Among the entries below, find every line that contains the string "exit", then copy it.

================

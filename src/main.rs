//! Wallsplit CLI
//!
//! Usage:
//!   wallsplit [OPTIONS] <SOURCE> <OUTPUT>
//!
//! Options:
//!   -s, --screen <SPEC>   Screen in the current group, left to right
//!       --then            Start a new group (one output file per group)
//!       --crop <SPEC>     Only use this region of the source image
//!   -n, --pretend         Print the crops instead of writing files
//!   -h, --help            Print help

use std::io::IsTerminal;
use std::path::{Path, PathBuf};

use clap::error::ErrorKind;
use clap::{ArgAction, Command, CommandFactory, FromArgMatches, Parser};
use tracing_subscriber::EnvFilter;

use wallsplit::{
    parse_region, parse_screen, run, LayoutConfig, MagickConfig, MagickEngine, ParseError,
    Profile, ProfileError, RenderConfig,
};

#[derive(Parser)]
#[command(name = "wallsplit", version)]
#[command(about = "Split an image into wallpapers for screens of different size and density")]
struct Cli {
    /// Source image
    source: PathBuf,

    /// Output file, prefixed with the group number when there are several groups
    output: PathBuf,

    /// Screen spec WxH/DENSITY[UNIT][@TOP[UNIT]][+GAP[UNIT]]
    #[arg(short = 's', long = "screen", value_name = "SPEC", action = ArgAction::Append)]
    screens: Vec<String>,

    /// Start a new group of screens
    #[arg(long, action = ArgAction::Count)]
    then: u8,

    /// Region of the source image to use, WxH(+|-)X(+|-)Y
    #[arg(long, value_name = "SPEC")]
    crop: Option<String>,

    /// Horizontal placement of the screens within the image, 0 (left) to 1 (right)
    #[arg(long, value_name = "FLOAT")]
    xcenter: Option<f64>,

    /// Vertical placement of the screens within the image, 0 (top) to 1 (bottom)
    #[arg(long, value_name = "FLOAT")]
    ycenter: Option<f64>,

    /// Shrink the screens within the image by this factor (at least 1.0)
    #[arg(long, value_name = "FLOAT")]
    scale: Option<f64>,

    /// Print the planned crops without writing any file
    #[arg(short = 'n', long)]
    pretend: bool,

    /// Log every computed box and command
    #[arg(short, long)]
    verbose: bool,

    /// Profile file with screen groups and fit settings (TOML format)
    #[arg(long, value_name = "FILE")]
    profile: Option<PathBuf>,

    /// ImageMagick program used to crop and join images
    #[arg(long, value_name = "PROGRAM", default_value = "convert")]
    convert: String,

    /// ImageMagick program used to measure the source image
    #[arg(long, value_name = "PROGRAM", default_value = "identify")]
    identify: String,
}

fn main() {
    let mut cmd = Cli::command();
    let matches = cmd.clone().get_matches();
    let cli = match Cli::from_arg_matches(&matches) {
        Ok(cli) => cli,
        Err(e) => e.exit(),
    };

    init_tracing(cli.verbose);

    let screens: Vec<(usize, String)> = matches
        .indices_of("screens")
        .map(|indices| indices.zip(cli.screens.iter().cloned()).collect())
        .unwrap_or_default();
    let breaks: Vec<usize> = matches
        .indices_of("then")
        .map(|indices| indices.collect())
        .unwrap_or_default();
    let spec_groups = split_groups(screens, breaks);

    let profile = match &cli.profile {
        Some(path) => match Profile::from_file(path) {
            Ok(p) => p,
            Err(e) => {
                report_profile_error(path, &e);
                std::process::exit(1);
            }
        },
        None => Profile::default(),
    };

    // Screens given on the command line replace the profile's groups
    let mut groups = Vec::with_capacity(spec_groups.len());
    for group in &spec_groups {
        let mut parsed = Vec::with_capacity(group.len());
        for spec in group {
            match parse_screen(spec) {
                Ok(screen) => parsed.push(screen),
                Err(errors) => invalid_spec(&mut cmd, "screen", spec, &errors),
            }
        }
        groups.push(parsed);
    }
    if groups.is_empty() {
        groups = profile.groups.clone();
    }
    if groups.is_empty() {
        cmd.error(
            ErrorKind::MissingRequiredArgument,
            "no screens specified, use --screen or a --profile with groups",
        )
        .exit();
    }

    let region = match &cli.crop {
        Some(spec) => match parse_region(spec) {
            Ok(region) => Some(region),
            Err(errors) => invalid_spec(&mut cmd, "crop", spec, &errors),
        },
        None => profile.crop,
    };

    let mut layout = profile.apply(LayoutConfig::new());
    if let Some(x) = cli.xcenter {
        layout.gravity.x = x;
    }
    if let Some(y) = cli.ycenter {
        layout.gravity.y = y;
    }
    if let Some(scale) = cli.scale {
        layout.scale = scale;
    }
    if let Err(e) = layout.validate() {
        cmd.error(ErrorKind::ValueValidation, e).exit();
    }

    let config = RenderConfig::new()
        .with_layout(layout)
        .with_region(region)
        .with_magick(
            MagickConfig::new()
                .with_convert(cli.convert)
                .with_identify(cli.identify),
        )
        .with_pretend(cli.pretend);

    let mut engine = match MagickEngine::new(config.magick.clone()) {
        Ok(engine) => engine,
        Err(e) => {
            eprintln!("Error: {}", e);
            std::process::exit(1);
        }
    };

    match run(&cli.source, &cli.output, &groups, &config, &mut engine) {
        Ok(plan) => {
            if config.pretend {
                print!("{}", plan);
            }
        }
        Err(e) => {
            eprintln!("Error: {}", e);
            std::process::exit(1);
        }
    }
}

/// Quiet unless `--verbose`; `RUST_LOG` takes precedence over both
fn init_tracing(verbose: bool) {
    tracing_subscriber::fmt()
        .with_env_filter(
            EnvFilter::try_from_default_env()
                .unwrap_or_else(|_| EnvFilter::new(default_log_level(verbose))),
        )
        .with_target(false)
        .with_writer(std::io::stderr)
        .init();
}

fn default_log_level(verbose: bool) -> &'static str {
    if verbose {
        "debug"
    } else {
        "warn"
    }
}

/// Split `--screen` values into groups at each `--then`, using argument
/// positions. Empty groups are never produced.
fn split_groups(screens: Vec<(usize, String)>, breaks: Vec<usize>) -> Vec<Vec<String>> {
    let mut events: Vec<(usize, Option<String>)> = screens
        .into_iter()
        .map(|(i, spec)| (i, Some(spec)))
        .chain(breaks.into_iter().map(|i| (i, None)))
        .collect();
    events.sort_by_key(|(i, _)| *i);

    let mut groups = Vec::new();
    let mut current = Vec::new();
    for (_, event) in events {
        match event {
            Some(spec) => current.push(spec),
            None if !current.is_empty() => groups.push(std::mem::take(&mut current)),
            None => {}
        }
    }
    if !current.is_empty() {
        groups.push(current);
    }
    groups
}

fn color_reports() -> bool {
    std::io::stderr().is_terminal()
}

fn invalid_spec(cmd: &mut Command, kind: &str, spec: &str, errors: &[ParseError]) -> ! {
    for error in errors {
        eprint!("{}", error.format_with_color(spec, kind, color_reports()));
    }
    cmd.error(
        ErrorKind::ValueValidation,
        format!("invalid {} spec '{}'", kind, spec),
    )
    .exit()
}

fn report_profile_error(path: &Path, error: &ProfileError) {
    eprintln!("Error loading profile '{}': {}", path.display(), error);
    if let Some((spec, errors)) = error.spec_errors() {
        for e in errors {
            eprint!(
                "{}",
                e.format_with_color(spec, &path.display().to_string(), color_reports())
            );
        }
    }
}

================

**Finished exercise**
        Err(e) => e.exit(),
                std::process::exit(1);
        .exit();
        cmd.error(ErrorKind::ValueValidation, e).exit();
            std::process::exit(1);
            std::process::exit(1);
    .exit()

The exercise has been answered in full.